Esta conclusão relaciona-se com toda a pesquisa que o C40 empreendeu nos últimos anos e coincide com a escala de ambição e urgência que vemos agora nas principais cidades do mundo. Desde dezembro de 2015, a condição de membro do C40 tem sido a condição que, até o final de 2020, cada uma das 96 cidades terá publicado e apresentará um plano detalhado de como permanecerá dentro de um orçamento de carbono compatível com o aumento da temperatura global abaixo de 1,5 graus.
Sete cidades publicaram planos de ação climática especificamente projetados para atingir a meta de restringir o aumento da temperatura média global abaixo de 1,5 graus, começando por Nova York e seguido por Barcelona, Copenhague, Londres, Oslo, Paris e Estocolmo, com mais 65 já comprometidos em fazê-lo. Isso significa que existem ferramentas disponíveis para as cidades e, possivelmente, outros níveis de governo usarem ao criar um plano de ação climática, incluindo nossa própria Estrutura de planejamento de ação climática C40 e nosso relatório Cidades liderando o caminho, que contém exemplos específicas e lições para os decisores políticos, extraídas destas sete cidades.

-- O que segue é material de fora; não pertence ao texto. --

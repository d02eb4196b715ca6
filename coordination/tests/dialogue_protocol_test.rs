//! Dialogue protocol integration tests: turn counts, context fan-out and
//! failure behaviour, driven by a scripted backend.

use std::sync::Arc;

use coordination::testing::ScriptedGenerator;
use coordination::{
    Agent, Capability, CoordinationError, DialogueCoordinator, DialogueStyle, ResearchTeam,
    Roster, TranscriptEntry, TurnKind,
};

fn writers(names: &[&str], gen: &Arc<ScriptedGenerator>) -> Roster {
    Roster::new(
        names
            .iter()
            .map(|n| {
                Agent::new(
                    *n,
                    format!("{n} Perspective"),
                    Capability::Writer,
                    "llama3.2:3b",
                    gen.clone(),
                )
            })
            .collect(),
    )
    .unwrap()
}

// ── Turn counts ────────────────────────────────────────────────────

#[tokio::test]
async fn panel_entry_count_is_r_times_w_times_w_plus_one() {
    for (w, r) in [(2usize, 1usize), (2, 3), (3, 2), (4, 1)] {
        let gen = Arc::new(ScriptedGenerator::echo());
        let names: Vec<String> = (0..w).map(|i| format!("Writer {i}")).collect();
        let refs: Vec<&str> = names.iter().map(String::as_str).collect();
        let mut roster = writers(&refs, &gen);

        let t = DialogueCoordinator::new(DialogueStyle::Panel, r)
            .run(&mut roster, "tides")
            .await
            .unwrap();

        assert_eq!(t.turn_count(), r * w * (1 + w), "w={w} r={r}");
        assert_eq!(t.separator_count(), r * w, "w={w} r={r}");
        assert_eq!(gen.call_count(), r * w * (1 + w));
    }
}

#[tokio::test]
async fn exchange_entry_count_is_two_r_plus_r_separators() {
    for r in [0usize, 1, 5] {
        let gen = Arc::new(ScriptedGenerator::echo());
        let mut roster = writers(&["Scientific Writer", "Religious Writer"], &gen);

        let t = DialogueCoordinator::new(DialogueStyle::Exchange, r)
            .run(&mut roster, "tides")
            .await
            .unwrap();

        assert_eq!(t.turn_count(), 2 * r);
        assert_eq!(t.separator_count(), r);
    }
}

#[tokio::test]
async fn exchange_with_three_writers_leaves_the_third_out() {
    let gen = Arc::new(ScriptedGenerator::echo());
    let mut roster = writers(&["A", "B", "C"], &gen);

    DialogueCoordinator::new(DialogueStyle::Exchange, 2)
        .run(&mut roster, "tides")
        .await
        .unwrap();

    assert!(roster.get("C").unwrap().context().individual().is_empty());
    assert_eq!(roster.get("A").unwrap().context().individual().len(), 4);
}

// ── Context fan-out ────────────────────────────────────────────────

#[tokio::test]
async fn fan_out_is_third_person_for_peers_first_person_for_self() {
    let gen = Arc::new(ScriptedGenerator::sequence([
        "Q?", "answer-a", "answer-b", "answer-c",
    ]));
    let mut roster = writers(&["A", "B", "C"], &gen);

    let coordinator = DialogueCoordinator::new(DialogueStyle::Panel, 1);
    coordinator.run(&mut roster, "tides").await.unwrap();

    let a = roster.get("A").unwrap().context().individual();
    let b = roster.get("B").unwrap().context().individual();
    let c = roster.get("C").unwrap().context().individual();

    assert_eq!(a.fragments()[0], "My answer: answer-a");
    assert_eq!(b.fragments()[0], "A's answer: answer-a");
    assert_eq!(c.fragments()[0], "A's answer: answer-a");
    assert_eq!(b.fragments()[1], "My answer: answer-b");
    assert_eq!(a.fragments()[1], "B's answer: answer-b");

    assert!(!a.contains("A's answer:"));
    assert!(!b.contains("B's answer:"));
    assert!(!c.contains("C's answer:"));
}

#[tokio::test]
async fn later_speakers_see_earlier_answers_in_their_prompt() {
    let gen = Arc::new(ScriptedGenerator::sequence(["Q?", "first answer"]));
    let mut roster = writers(&["A", "B"], &gen);

    DialogueCoordinator::new(DialogueStyle::Panel, 1)
        .run(&mut roster, "tides")
        .await
        .unwrap();

    // Call 3 is B answering A's question, after A's own answer was fanned out.
    let calls = gen.calls();
    assert!(calls[2].starts_with("B Perspective\n\nShared Context:"));
    assert!(calls[2].contains("Individual Context:\nA's answer: first answer"));
}

#[tokio::test]
async fn context_only_grows() {
    let gen = Arc::new(ScriptedGenerator::echo());
    let mut roster = writers(&["A", "B"], &gen);
    roster.broadcast("Research on tides:\nthe moon");
    let before: Vec<usize> = roster.agents().iter().map(|a| a.context().len()).collect();

    for round_count in [1, 2] {
        DialogueCoordinator::new(DialogueStyle::Panel, round_count)
            .run(&mut roster, "tides")
            .await
            .unwrap();
        let after: Vec<usize> = roster.agents().iter().map(|a| a.context().len()).collect();
        for (b, a) in before.iter().zip(&after) {
            assert!(a >= b);
        }
    }
    for agent in roster.agents() {
        assert_eq!(
            agent.context().shared().fragments(),
            &["Research on tides:\nthe moon"]
        );
    }
}

// ── Failure behaviour ──────────────────────────────────────────────

#[test]
fn duplicate_names_never_form_a_roster() {
    let gen = Arc::new(ScriptedGenerator::echo());
    let err = Roster::new(vec![
        Agent::new("A", "A Perspective", Capability::Writer, "m", gen.clone()),
        Agent::new("A", "A Perspective", Capability::Writer, "m", gen.clone()),
    ])
    .unwrap_err();

    assert!(matches!(err, CoordinationError::Configuration(_)));
    assert_eq!(gen.call_count(), 0);
}

#[tokio::test]
async fn roster_of_one_writer_makes_zero_calls() {
    let gen = Arc::new(ScriptedGenerator::echo());
    let mut roster = writers(&["Lonely Writer"], &gen);

    for style in [DialogueStyle::Panel, DialogueStyle::Exchange] {
        let err = DialogueCoordinator::new(style, 3)
            .run(&mut roster, "tides")
            .await
            .unwrap_err();
        assert!(matches!(
            err,
            CoordinationError::InsufficientParticipants { found: 1, .. }
        ));
    }
    assert_eq!(gen.call_count(), 0);
}

#[tokio::test]
async fn mid_round_failure_aborts_without_further_calls() {
    let gen = Arc::new(ScriptedGenerator::failing_at(3));
    let mut roster = writers(&["A", "B"], &gen);

    let err = DialogueCoordinator::new(DialogueStyle::Panel, 2)
        .run(&mut roster, "tides")
        .await
        .unwrap_err();

    assert!(err.is_retriable());
    match err {
        CoordinationError::GenerationFailure { agent, .. } => assert_eq!(agent, "B"),
        other => panic!("unexpected error: {other}"),
    }
    assert_eq!(gen.call_count(), 3);
    // A's answer was already fanned out before B failed; nothing is rolled back.
    assert_eq!(roster.get("B").unwrap().context().individual().len(), 1);
}

// ── ResearchTeam ───────────────────────────────────────────────────

#[tokio::test]
async fn team_session_flows_research_into_every_prompt() {
    let gen = Arc::new(ScriptedGenerator::from_fn(|n, prompt| {
        if prompt.contains("comprehensive summary of the latest information") {
            Ok("RESEARCH NOTES".to_string())
        } else {
            Ok(format!("turn {n}"))
        }
    }));
    let mut roster = Roster::default();
    roster
        .push(Agent::new(
            "Researcher",
            "Information Gatherer",
            Capability::Researcher,
            "m",
            gen.clone(),
        ))
        .unwrap();
    for (name, role) in [
        ("Scientific Writer", "Science Perspective"),
        ("Religious Writer", "Religious Perspective"),
    ] {
        roster
            .push(Agent::new(name, role, Capability::Writer, "m", gen.clone()))
            .unwrap();
    }
    let mut team = ResearchTeam::new(roster);

    let info = team.research_and_share("tides").await.unwrap();
    assert_eq!(info, "RESEARCH NOTES");

    let transcript = team
        .interactive_dialogue("tides", 1, DialogueStyle::Panel)
        .await
        .unwrap();
    assert_eq!(transcript.turn_count(), 6);
    // Answers fan out to writers only.
    let researcher = team.roster().get("Researcher").unwrap();
    assert!(researcher.context().individual().is_empty());
    assert_eq!(researcher.context().shared().len(), 1);
    match &transcript.entries()[0] {
        TranscriptEntry::Turn { speaker, kind, .. } => {
            assert_eq!(speaker, "Scientific Writer");
            assert_eq!(*kind, TurnKind::Question);
        }
        TranscriptEntry::Separator => panic!("expected a question first"),
    }

    let reflections = team.reflect_on_debate("tides").await.unwrap();
    let names: Vec<_> = reflections.iter().map(|(n, _)| n.as_str()).collect();
    assert_eq!(names, ["Scientific Writer", "Religious Writer"]);

    let articles = team.write_articles("tides").await.unwrap();
    assert_eq!(articles.len(), 2);

    // Every dialogue/reflection/article prompt carried the broadcast research.
    let research_prompts = gen.calls_containing("Research on tides:\nRESEARCH NOTES");
    assert_eq!(research_prompts, gen.call_count() - 1);

    let last = gen.calls().last().cloned().unwrap();
    assert!(last.contains("Reflection on the debate:\n"));
    assert!(last.contains("Write an article on the topic: tides"));
}

#[tokio::test]
async fn team_without_researcher_fails_fast() {
    let gen = Arc::new(ScriptedGenerator::echo());
    let team = ResearchTeam::new(writers(&["A", "B"], &gen));

    let err = team.conduct_research("tides").await.unwrap_err();
    assert!(matches!(
        err,
        CoordinationError::MissingCapability(Capability::Researcher)
    ));
    assert_eq!(gen.call_count(), 0);
}
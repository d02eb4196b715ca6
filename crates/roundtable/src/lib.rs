//! Command-line host for `coordination` sessions against an
//! OpenAI-compatible inference server.

pub mod backend;
pub mod config;
pub mod display;
pub mod session;
pub mod sink;
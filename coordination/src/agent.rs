//! Named, roled actors that turn a task instruction into generated text.
//!
//! An [`Agent`] owns its [`ContextStore`] and a handle to the backend. The
//! capability tag decides which task-specific operations it accepts; all of
//! them funnel through [`Agent::respond`], which never mutates context.
//! Callers decide what (if anything) is appended afterwards. The one
//! exception is [`Agent::reflect`], which records its own reflection.

use std::fmt;
use std::sync::Arc;

use serde::{Deserialize, Serialize};
use tracing::debug;

use crate::backend::Generator;
use crate::context::ContextStore;
use crate::errors::CoordinationError;
use crate::prompts;

/// What an agent is able to do beyond plain `respond`.
#[derive(Debug, Clone, Copy, PartialEq, Eq, Hash, Serialize, Deserialize)]
#[serde(rename_all = "snake_case")]
pub enum Capability {
    /// Gathers information on a topic.
    Researcher,
    /// Takes part in dialogues, reflects, writes articles.
    Writer,
    /// Produces and refines summaries in the refinement loop.
    Summarizer,
    /// Evaluates artifacts in the refinement loop.
    Critic,
}

impl fmt::Display for Capability {
    fn fmt(&self, f: &mut fmt::Formatter<'_>) -> fmt::Result {
        match self {
            Self::Researcher => write!(f, "researcher"),
            Self::Writer => write!(f, "writer"),
            Self::Summarizer => write!(f, "summarizer"),
            Self::Critic => write!(f, "critic"),
        }
    }
}

pub struct Agent {
    name: String,
    role: String,
    capability: Capability,
    model: String,
    context: ContextStore,
    backend: Arc<dyn Generator>,
}

impl fmt::Debug for Agent {
    fn fmt(&self, f: &mut fmt::Formatter<'_>) -> fmt::Result {
        f.debug_struct("Agent")
            .field("name", &self.name)
            .field("role", &self.role)
            .field("capability", &self.capability)
            .field("model", &self.model)
            .field("context", &self.context)
            .finish_non_exhaustive()
    }
}

impl Agent {
    /// Create an agent with empty context.
    pub fn new(
        name: impl Into<String>,
        role: impl Into<String>,
        capability: Capability,
        model: impl Into<String>,
        backend: Arc<dyn Generator>,
    ) -> Self {
        Self {
            name: name.into(),
            role: role.into(),
            capability,
            model: model.into(),
            context: ContextStore::new(),
            backend,
        }
    }

    pub fn name(&self) -> &str {
        &self.name
    }

    pub fn role(&self) -> &str {
        &self.role
    }

    pub fn capability(&self) -> Capability {
        self.capability
    }

    pub fn model(&self) -> &str {
        &self.model
    }

    pub fn context(&self) -> &ContextStore {
        &self.context
    }

    pub fn update_shared(&mut self, text: impl Into<String>) {
        self.context.update_shared(text);
    }

    pub fn update_individual(&mut self, text: impl Into<String>) {
        self.context.update_individual(text);
    }

    /// The exact prompt `respond` would send for `task`.
    pub fn render_prompt(&self, task: &str) -> String {
        prompts::render_prompt(
            &self.role,
            &self.context.shared().render(),
            &self.context.individual().render(),
            task,
        )
    }

    /// Render the prompt and call the backend once. No retries, no context writes.
    pub async fn respond(&self, task: &str) -> Result<String, CoordinationError> {
        let prompt = self.render_prompt(task);
        debug!(
            agent = %self.name,
            model = %self.model,
            prompt_chars = prompt.len(),
            "generating"
        );

        let text = self
            .backend
            .generate(&self.model, &prompt)
            .await
            .map_err(|e| CoordinationError::generation(&self.name, e))?;

        if text.trim().is_empty() {
            return Err(CoordinationError::generation(
                &self.name,
                "backend returned an empty response",
            ));
        }

        debug!(agent = %self.name, response_chars = text.len(), "generated");
        Ok(text)
    }

    fn require(&self, capability: Capability) -> Result<(), CoordinationError> {
        if self.capability == capability {
            Ok(())
        } else {
            Err(CoordinationError::MissingCapability(capability))
        }
    }

    // ── Researcher ───────────────────────────────────────────────────────

    pub async fn find_information(&self, topic: &str) -> Result<String, CoordinationError> {
        self.require(Capability::Researcher)?;
        self.respond(&prompts::research(topic)).await
    }

    /// Long-form research used to seed a refinement loop.
    pub async fn research_in_depth(&self, topic: &str) -> Result<String, CoordinationError> {
        self.require(Capability::Researcher)?;
        self.respond(&prompts::rigorous_research(topic)).await
    }

    // ── Writer ───────────────────────────────────────────────────────────

    /// Reflect on the dialogue and keep the reflection in individual context.
    pub async fn reflect(&mut self, topic: &str) -> Result<String, CoordinationError> {
        self.require(Capability::Writer)?;
        let reflection = self
            .respond(&prompts::reflection(topic, &self.role))
            .await?;
        self.update_individual(prompts::reflection_note(&reflection));
        Ok(reflection)
    }

    pub async fn write_article(&self, topic: &str) -> Result<String, CoordinationError> {
        self.require(Capability::Writer)?;
        self.respond(&prompts::article(topic, &self.role)).await
    }

    // ── Summarizer ───────────────────────────────────────────────────────

    pub async fn summarize(&self, data: &str) -> Result<String, CoordinationError> {
        self.require(Capability::Summarizer)?;
        self.respond(&prompts::summarize(data)).await
    }

    pub async fn refine(
        &self,
        research_data: &str,
        summary: &str,
        critique: &str,
    ) -> Result<String, CoordinationError> {
        self.require(Capability::Summarizer)?;
        self.respond(&prompts::refine(research_data, summary, critique))
            .await
    }

    // ── Critic ───────────────────────────────────────────────────────────

    pub async fn critique(&self, artifact: &str) -> Result<String, CoordinationError> {
        self.require(Capability::Critic)?;
        self.respond(&prompts::critique(artifact)).await
    }
}

#[cfg(test)]
mod tests {
    use super::*;
    use crate::backend::{GenerationError, MockGenerator};

    fn agent_with(mock: MockGenerator, capability: Capability) -> Agent {
        Agent::new(
            "Scientific Writer",
            "Science Perspective",
            capability,
            "llama3.2:3b",
            Arc::new(mock),
        )
    }

    #[tokio::test]
    async fn respond_renders_role_shared_individual_task_in_order() {
        let mut mock = MockGenerator::new();
        mock.expect_generate()
            .withf(|model, prompt| {
                model == "llama3.2:3b"
                    && prompt
                        == "Science Perspective\n\nShared Context:\nResearch on tides:\nmoon\n\n\
                            Individual Context:\nMy answer: gravity\n\nPrompt: go\n\nResponse:"
            })
            .times(1)
            .returning(|_, _| Ok("ok".to_string()));

        let mut agent = agent_with(mock, Capability::Writer);
        agent.update_shared("Research on tides:\nmoon");
        agent.update_individual("My answer: gravity");

        let out = agent.respond("go").await.unwrap();
        assert_eq!(out, "ok");
    }

    #[tokio::test]
    async fn respond_does_not_touch_context() {
        let mut mock = MockGenerator::new();
        mock.expect_generate()
            .returning(|_, _| Ok("text".to_string()));
        let agent = agent_with(mock, Capability::Writer);

        agent.respond("a").await.unwrap();
        assert!(agent.context().is_empty());
    }

    #[tokio::test]
    async fn backend_error_becomes_generation_failure() {
        let mut mock = MockGenerator::new();
        mock.expect_generate()
            .times(1)
            .returning(|_, _| Err(GenerationError::Backend("503".into())));
        let agent = agent_with(mock, Capability::Writer);

        let err = agent.respond("a").await.unwrap_err();
        match err {
            CoordinationError::GenerationFailure { agent, reason } => {
                assert_eq!(agent, "Scientific Writer");
                assert!(reason.contains("503"));
            }
            other => panic!("unexpected error: {other}"),
        }
    }

    #[tokio::test]
    async fn blank_response_is_rejected() {
        let mut mock = MockGenerator::new();
        mock.expect_generate()
            .returning(|_, _| Ok("  \n ".to_string()));
        let agent = agent_with(mock, Capability::Writer);

        assert!(matches!(
            agent.respond("a").await,
            Err(CoordinationError::GenerationFailure { .. })
        ));
    }

    #[tokio::test]
    async fn reflect_appends_to_own_individual_context() {
        let mut mock = MockGenerator::new();
        mock.expect_generate()
            .returning(|_, _| Ok("I learned a lot".to_string()));
        let mut agent = agent_with(mock, Capability::Writer);

        let reflection = agent.reflect("tides").await.unwrap();
        assert_eq!(reflection, "I learned a lot");
        assert_eq!(
            agent.context().individual().fragments(),
            &["Reflection on the debate:\nI learned a lot"]
        );
    }

    #[tokio::test]
    async fn write_article_does_not_self_mutate() {
        let mut mock = MockGenerator::new();
        mock.expect_generate()
            .returning(|_, _| Ok("article".to_string()));
        let agent = agent_with(mock, Capability::Writer);

        agent.write_article("tides").await.unwrap();
        assert!(agent.context().individual().is_empty());
    }

    #[tokio::test]
    async fn wrong_capability_fails_without_calling_backend() {
        let mut mock = MockGenerator::new();
        mock.expect_generate().times(0);
        let agent = agent_with(mock, Capability::Writer);

        let err = agent.find_information("tides").await.unwrap_err();
        assert!(matches!(
            err,
            CoordinationError::MissingCapability(Capability::Researcher)
        ));
    }
}
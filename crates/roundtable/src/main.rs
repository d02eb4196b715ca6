//! Roundtable: multi-agent debate and summary refinement over a local LLM.
//!
//! # Usage
//!
//! ```bash
//! # Panel debate, responses printed as they arrive
//! roundtable debate "the ethics of gene editing" --display
//!
//! # Two-party exchange with five rounds
//! roundtable debate "free will" --style exchange --rounds 5
//!
//! # Critique/refine a summary, reusing cached research when present
//! roundtable summarize "the impact of climate change on biodiversity" \
//!     --research-file research_data.txt --max-iterations 4
//! ```

use std::path::PathBuf;
use std::sync::Arc;
use std::time::Duration;

use anyhow::{Context, Result};
use clap::{Parser, Subcommand, ValueEnum};
use coordination::{ArtifactSink, DialogueStyle, Generator, SilentObserver, TurnObserver};
use roundtable::backend::{build_generator, check_endpoint};
use roundtable::config::RoundtableConfig;
use roundtable::display::TypewriterObserver;
use roundtable::session::{self, SummaryAgents};
use roundtable::sink::FileSink;
use tracing::{info, warn};

/// Command-line arguments
#[derive(Parser, Debug)]
#[command(author, version, about, long_about = None)]
struct Args {
    /// TOML configuration file
    #[arg(long, global = true)]
    config: Option<PathBuf>,

    /// Print each response with a typewriter effect
    #[arg(long, global = true, default_value_t = false)]
    display: bool,

    /// Directory for transcripts and artifacts (overrides ROUNDTABLE_OUTPUT_DIR)
    #[arg(long, global = true)]
    output_dir: Option<PathBuf>,

    /// Model name sent to the backend (overrides ROUNDTABLE_MODEL)
    #[arg(long, global = true)]
    model: Option<String>,

    /// OpenAI-compatible base URL (overrides ROUNDTABLE_BASE_URL)
    #[arg(long, global = true)]
    base_url: Option<String>,

    #[command(subcommand)]
    command: Command,
}

#[derive(Subcommand, Debug)]
enum Command {
    /// Research a topic, hold a dialogue, then reflect and write articles
    Debate {
        topic: String,

        /// Rounds of questioning (overrides ROUNDTABLE_QUESTIONS)
        #[arg(long)]
        rounds: Option<usize>,

        #[arg(long, value_enum)]
        style: Option<StyleArg>,
    },
    /// Research a topic, then refine a summary until the critic accepts it
    Summarize {
        topic: String,

        /// Reuse this research if the file exists
        #[arg(long)]
        research_file: Option<PathBuf>,

        /// Critique/refine cycles (overrides ROUNDTABLE_MAX_ITERATIONS)
        #[arg(long)]
        max_iterations: Option<u32>,
    },
}

#[derive(Clone, Copy, Debug, ValueEnum)]
enum StyleArg {
    Panel,
    Exchange,
}

impl From<StyleArg> for DialogueStyle {
    fn from(arg: StyleArg) -> Self {
        match arg {
            StyleArg::Panel => DialogueStyle::Panel,
            StyleArg::Exchange => DialogueStyle::Exchange,
        }
    }
}

impl Args {
    fn apply(&self, config: &mut RoundtableConfig) {
        if self.display {
            config.display = true;
        }
        if let Some(dir) = &self.output_dir {
            config.output_dir = dir.clone();
        }
        if let Some(model) = &self.model {
            config.backend.model = model.clone();
        }
        if let Some(url) = &self.base_url {
            config.backend.base_url = url.clone();
        }
        match &self.command {
            Command::Debate { rounds, style, .. } => {
                if let Some(r) = rounds {
                    config.dialogue.questions_per_writer = *r;
                }
                if let Some(s) = style {
                    config.dialogue.style = (*s).into();
                }
            }
            Command::Summarize { max_iterations, .. } => {
                if let Some(m) = max_iterations {
                    config.refinement.max_iterations = *m;
                }
            }
        }
    }
}

#[tokio::main]
async fn main() -> Result<()> {
    tracing_subscriber::fmt()
        .with_env_filter(
            tracing_subscriber::EnvFilter::try_from_default_env()
                .unwrap_or_else(|_| "info".into()),
        )
        .init();

    let args = Args::parse();
    let mut config = RoundtableConfig::load(args.config.as_deref())?;
    args.apply(&mut config);
    config.validate()?;

    info!(
        base_url = %config.backend.base_url,
        model = %config.backend.model,
        output_dir = %config.output_dir.display(),
        "Roundtable starting"
    );
    if !check_endpoint(&config.backend.base_url).await {
        warn!(
            url = %config.backend.base_url,
            "Inference endpoint not reachable; generation calls will likely fail"
        );
    }

    let backend: Arc<dyn Generator> = Arc::new(build_generator(&config.backend)?);
    let sink: Arc<dyn ArtifactSink> = Arc::new(FileSink::new(&config.output_dir));
    let observer: Arc<dyn TurnObserver> = if config.display {
        Arc::new(TypewriterObserver::new(Duration::from_millis(
            config.display_delay_ms,
        )))
    } else {
        Arc::new(SilentObserver)
    };

    match &args.command {
        Command::Debate { topic, .. } => {
            let roster = session::debate_roster(&config.backend.model, backend)?;
            let report = session::run_debate(&config, roster, topic, sink, observer)
                .await
                .context("Debate session failed")?;
            info!(
                turns = report.transcript.turn_count(),
                reflections = report.reflections.len(),
                articles = report.articles.len(),
                "Debate complete"
            );
        }
        Command::Summarize {
            topic,
            research_file,
            ..
        } => {
            let agents = SummaryAgents::new(
                &config.backend.model,
                &config.refinement.acceptance_phrase,
                backend,
            );
            let report = session::run_summarize(
                &config,
                &agents,
                topic,
                research_file.as_deref(),
                sink,
                observer,
            )
            .await
            .context("Summarize session failed")?;
            info!(
                accepted = report.outcome.accepted,
                iterations = report.outcome.final_artifact.iteration,
                research_reused = report.research_reused,
                "Summary complete"
            );
            println!("Final Summary:\n{}", report.outcome.final_artifact.content);
        }
    }

    Ok(())
}
//! Per-agent memory split into a shared (broadcast) and an individual
//! (private) segment.
//!
//! Both segments are append-only for the lifetime of a session. There is no
//! truncation, deduplication or rollback: a fragment, once appended, is part
//! of every prompt the owning agent renders afterwards.

use serde::{Deserialize, Serialize};

/// Ordered, append-only text fragments.
#[derive(Debug, Clone, Default, PartialEq, Eq, Serialize, Deserialize)]
pub struct ContextSegment {
    fragments: Vec<String>,
}

impl ContextSegment {
    pub fn push(&mut self, fragment: impl Into<String>) {
        self.fragments.push(fragment.into());
    }

    pub fn fragments(&self) -> &[String] {
        &self.fragments
    }

    pub fn len(&self) -> usize {
        self.fragments.len()
    }

    pub fn is_empty(&self) -> bool {
        self.fragments.is_empty()
    }

    /// Fragments joined by newlines, in append order.
    pub fn render(&self) -> String {
        self.fragments.join("\n")
    }

    pub fn contains(&self, needle: &str) -> bool {
        self.fragments.iter().any(|f| f.contains(needle))
    }
}

/// Shared plus individual context owned by exactly one agent.
#[derive(Debug, Clone, Default, PartialEq, Eq, Serialize, Deserialize)]
pub struct ContextStore {
    shared: ContextSegment,
    individual: ContextSegment,
}

impl ContextStore {
    pub fn new() -> Self {
        Self::default()
    }

    /// Append a fragment to the shared segment.
    pub fn update_shared(&mut self, text: impl Into<String>) {
        self.shared.push(text);
    }

    /// Append a fragment to the individual segment.
    pub fn update_individual(&mut self, text: impl Into<String>) {
        self.individual.push(text);
    }

    pub fn shared(&self) -> &ContextSegment {
        &self.shared
    }

    pub fn individual(&self) -> &ContextSegment {
        &self.individual
    }

    /// Total number of fragments across both segments.
    pub fn len(&self) -> usize {
        self.shared.len() + self.individual.len()
    }

    pub fn is_empty(&self) -> bool {
        self.shared.is_empty() && self.individual.is_empty()
    }
}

Os prefeitos do C40 são motivados tanto pelas tremendas oportunidades de desenvolvimento de baixo carbono quanto pelo crescente reconhecimento de riscos. Como o relatório do IPCC analisa seriamente, o impacto de cada meio grau de aquecimento adicional será profundo. Prevê-se que os recifes de corais, os motores da vida marinha, diminuam em 99% a 2°C de aquecimento, em comparação com 70-90% – que já é horrível – a 1,5 graus. «Limitar o aquecimento global a 1,5 ° C, em comparação com os 2°C», segundo o relatório, «poderá reduzir o número de pessoas expostas a riscos relacionados ao clima e suscetíveis à pobreza em até várias centenas de milhões».
Isso coincide com a recente pesquisa do C40, The Future We Do not Want, que revelou que o aumento descontrolado da temperatura global poderia resultar em bilhões de pessoas vivendo em milhares de cidades ao redor do mundo sendo expostas a temperaturas extremamente altas, inundações costeiras, apagões, secas e escassez de alimentos.
No entanto, vendo e ouvindo a resposta ao relatório na mídia global de hoje, fico cada vez mais irritado ao ouvir os repórteres perguntando aos políticos «mas é possível manter o aquecimento global abaixo de 1,5 graus? » Isso me parece ser exatamente a pergunta errada a ser feita. Em vez disso, nossos líderes devem enfrentar a questão de que se a limitação do aquecimento global abaixo de 1,5 ° C não for «viável», quais são os planos «realistas» para a humanidade prosperar em uma estufa na Terra, depois que destruirmos os serviços ecossistêmicos de que precisamos para sobreviver?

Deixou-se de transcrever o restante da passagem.